### About this task
Where the line containing "use crate::data_loader::dataset::DatasetError;" appears, end your copy; everything from the first line of the records below up to and including it must be reproduced exactly.
○ ○ ○
//! src/data_loader/sampler.rs
//! Samplers for the data loader.
//!
//! A `Sampler` produces a stream of indices into a map-style dataset.
//!  * `SequentialSampler` – yields 0..end in order.
//!  * `ShuffleSampler`    – yields 0..len in a deterministic shuffled order.
//!
//! A `BatchSampler` produces whole index groups instead.  The one shipped
//! here, `PrototypicalBatchSampler`, builds episodic groups: every batch
//! holds `classes_per_it` distinct classes with `num_samples` indices each.

use std::collections::BTreeMap;
use std::sync::Arc;

use rand_chacha::ChaCha20Rng;
use rand_chacha::rand_core::{RngCore, SeedableRng};

use crate::data_loader::dataset::DatasetError;

/// Trait for index producers.
pub trait Sampler {
    /// Return the next index to fetch, or `None` when exhausted.
    fn next_index(&mut self) -> Option<usize>;
    /// (Optional) remaining items hint.
    fn remaining(&self) -> Option<usize> { None }
}

/// In-place Fisher–Yates shuffle driven by a ChaCha20 stream.
pub(crate) fn shuffle_in_place<T>(items: &mut [T], rng: &mut ChaCha20Rng) {
    for i in (1..items.len()).rev() {
        // generate a u32 and reduce to [0..=i]
        let j = (rng.next_u32() as usize) % (i + 1);
        items.swap(i, j);
    }
}

/// Pick `k` distinct positions out of `0..n` (partial Fisher–Yates).
/// Returns fewer than `k` only when `n < k`.
pub(crate) fn choose_distinct(n: usize, k: usize, rng: &mut ChaCha20Rng) -> Vec<usize> {
    let mut pool: Vec<usize> = (0..n).collect();
    let take = k.min(n);
    for i in 0..take {
        let j = i + (rng.next_u32() as usize) % (n - i);
        pool.swap(i, j);
    }
    pool.truncate(take);
    pool
}

/// Yields `0, 1, 2, …, end-1` once.
#[derive(Debug, Clone)]
pub struct SequentialSampler {
    curr: usize,
    end: usize,
}

impl SequentialSampler {
    /// Create a sequential sampler over `[0, end)`.
    pub fn new(end: usize) -> Self {
        Self { curr: 0, end }
    }
}

impl Sampler for SequentialSampler {
    fn next_index(&mut self) -> Option<usize> {
        if self.curr < self.end {
            let i = self.curr;
            self.curr += 1;
            Some(i)
        } else {
            None
        }
    }

    fn remaining(&self) -> Option<usize> {
        Some(self.end.saturating_sub(self.curr))
    }
}

/// Yields all indices `0..len` in a deterministic shuffled order.
#[derive(Debug, Clone)]
pub struct ShuffleSampler {
    indices: Vec<usize>,
    pos: usize,
}

impl ShuffleSampler {
    /// Create a shuffled sampler for `len` items, using `seed`.
    pub fn new(len: usize, seed: u64) -> Self {
        let mut indices: Vec<usize> = (0..len).collect();
        let mut rng = ChaCha20Rng::seed_from_u64(seed);
        shuffle_in_place(&mut indices, &mut rng);
        Self { indices, pos: 0 }
    }
}

impl Sampler for ShuffleSampler {
    fn next_index(&mut self) -> Option<usize> {
        if self.pos < self.indices.len() {
            let i = self.indices[self.pos];
            self.pos += 1;
            Some(i)
        } else {
            None
        }
    }

    fn remaining(&self) -> Option<usize> {
        Some(self.indices.len().saturating_sub(self.pos))
    }
}

/// Producer of whole index groups, restartable once per epoch.
pub trait BatchSampler: Send + Sync + std::fmt::Debug {
    /// Number of groups yielded per epoch.
    fn num_batches(&self) -> usize;

    /// Number of indices in every group.
    fn batch_len(&self) -> usize;

    /// Fresh, lazy iterator over the groups of epoch `epoch`.
    fn epoch_batches(&self, epoch: u64) -> Box<dyn Iterator<Item = Vec<usize>> + Send>;
}

/// Episodic batch sampler over a label array.
///
/// Each of the `iterations` groups is built by choosing `classes_per_it`
/// distinct classes, drawing `num_samples` distinct indices from each, and
/// shuffling the result.
#[derive(Debug, Clone)]
pub struct PrototypicalBatchSampler {
    classes: Arc<Vec<usize>>,
    indexes: Arc<Vec<Vec<usize>>>,
    classes_per_it: usize,
    num_samples: usize,
    iterations: usize,
    seed: u64,
}

impl PrototypicalBatchSampler {
    /// Index `labels` by class and validate the requested group shape.
    pub fn new(
        labels: &[usize],
        classes_per_it: usize,
        num_samples: usize,
        iterations: usize,
    ) -> Result<Self, DatasetError> {
        if classes_per_it == 0 || num_samples == 0 {
            return Err(DatasetError::Sampler(format!(
                "classes_per_it ({}) and num_samples ({}) must both be positive",
                classes_per_it, num_samples
            )));
        }

        let mut by_class: BTreeMap<usize, Vec<usize>> = BTreeMap::new();
        for (idx, &label) in labels.iter().enumerate() {
            by_class.entry(label).or_default().push(idx);
        }

        if by_class.len() < classes_per_it {
            return Err(DatasetError::Sampler(format!(
                "{} classes requested per iteration but only {} present",
                classes_per_it,
                by_class.len()
            )));
        }
        if let Some((class, members)) = by_class.iter().find(|(_, v)| v.len() < num_samples) {
            return Err(DatasetError::Sampler(format!(
                "class {} has {} samples, {} needed per iteration",
                class,
                members.len(),
                num_samples
            )));
        }

        let (classes, indexes): (Vec<_>, Vec<_>) = by_class.into_iter().unzip();
        Ok(Self {
            classes: Arc::new(classes),
            indexes: Arc::new(indexes),
            classes_per_it,
            num_samples,
            iterations,
            seed: 0,
        })
    }

    /// Builder-style helper: set the base seed (epoch `e` uses `seed + e`).
    pub fn with_seed(mut self, seed: u64) -> Self {
        self.seed = seed;
        self
    }

    /// Distinct class labels, ascending.
    pub fn classes(&self) -> &[usize] {
        &self.classes
    }

    pub fn classes_per_it(&self) -> usize {
        self.classes_per_it
    }

    pub fn num_samples(&self) -> usize {
        self.num_samples
    }

    pub fn iterations(&self) -> usize {
        self.iterations
    }

    pub fn seed(&self) -> u64 {
        self.seed
    }

    /// Concrete iterator for epoch `epoch`.
    pub fn iter_epoch(&self, epoch: u64) -> PrototypicalBatches {
        PrototypicalBatches {
            indexes: Arc::clone(&self.indexes),
            classes_per_it: self.classes_per_it,
            num_samples: self.num_samples,
            left: self.iterations,
            rng: ChaCha20Rng::seed_from_u64(self.seed.wrapping_add(epoch)),
        }
    }
}

impl BatchSampler for PrototypicalBatchSampler {
    fn num_batches(&self) -> usize {
        self.iterations
    }

    fn batch_len(&self) -> usize {
        self.classes_per_it * self.num_samples
    }

    fn epoch_batches(&self, epoch: u64) -> Box<dyn Iterator<Item = Vec<usize>> + Send> {
        Box::new(self.iter_epoch(epoch))
    }
}

/// Lazy sequence of episodic index groups for one epoch.
#[derive(Debug)]
pub struct PrototypicalBatches {
    indexes: Arc<Vec<Vec<usize>>>,
    classes_per_it: usize,
    num_samples: usize,
    left: usize,
    rng: ChaCha20Rng,
}

impl Iterator for PrototypicalBatches {
    type Item = Vec<usize>;

    fn next(&mut self) -> Option<Self::Item> {
        if self.left == 0 {
            return None;
        }
        self.left -= 1;

        let picked = choose_distinct(self.indexes.len(), self.classes_per_it, &mut self.rng);
        let mut batch = Vec::with_capacity(self.classes_per_it * self.num_samples);
        for class_pos in picked {
            let members = &self.indexes[class_pos];
            for m in choose_distinct(members.len(), self.num_samples, &mut self.rng) {
                batch.push(members[m]);
            }
        }
        shuffle_in_place(&mut batch, &mut self.rng);
        Some(batch)
    }

    fn size_hint(&self) -> (usize, Option<usize>) {
        (self.left, Some(self.left))
    }
}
○ ○ ○
### Response
//! src/data_loader/sampler.rs
//! Samplers for the data loader.
//!
//! A `Sampler` produces a stream of indices into a map-style dataset.
//!  * `SequentialSampler` – yields 0..end in order.
//!  * `ShuffleSampler`    – yields 0..len in a deterministic shuffled order.
//!
//! A `BatchSampler` produces whole index groups instead.  The one shipped
//! here, `PrototypicalBatchSampler`, builds episodic groups: every batch
//! holds `classes_per_it` distinct classes with `num_samples` indices each.

use std::collections::BTreeMap;
use std::sync::Arc;

use rand_chacha::ChaCha20Rng;
use rand_chacha::rand_core::{RngCore, SeedableRng};

use crate::data_loader::dataset::DatasetError;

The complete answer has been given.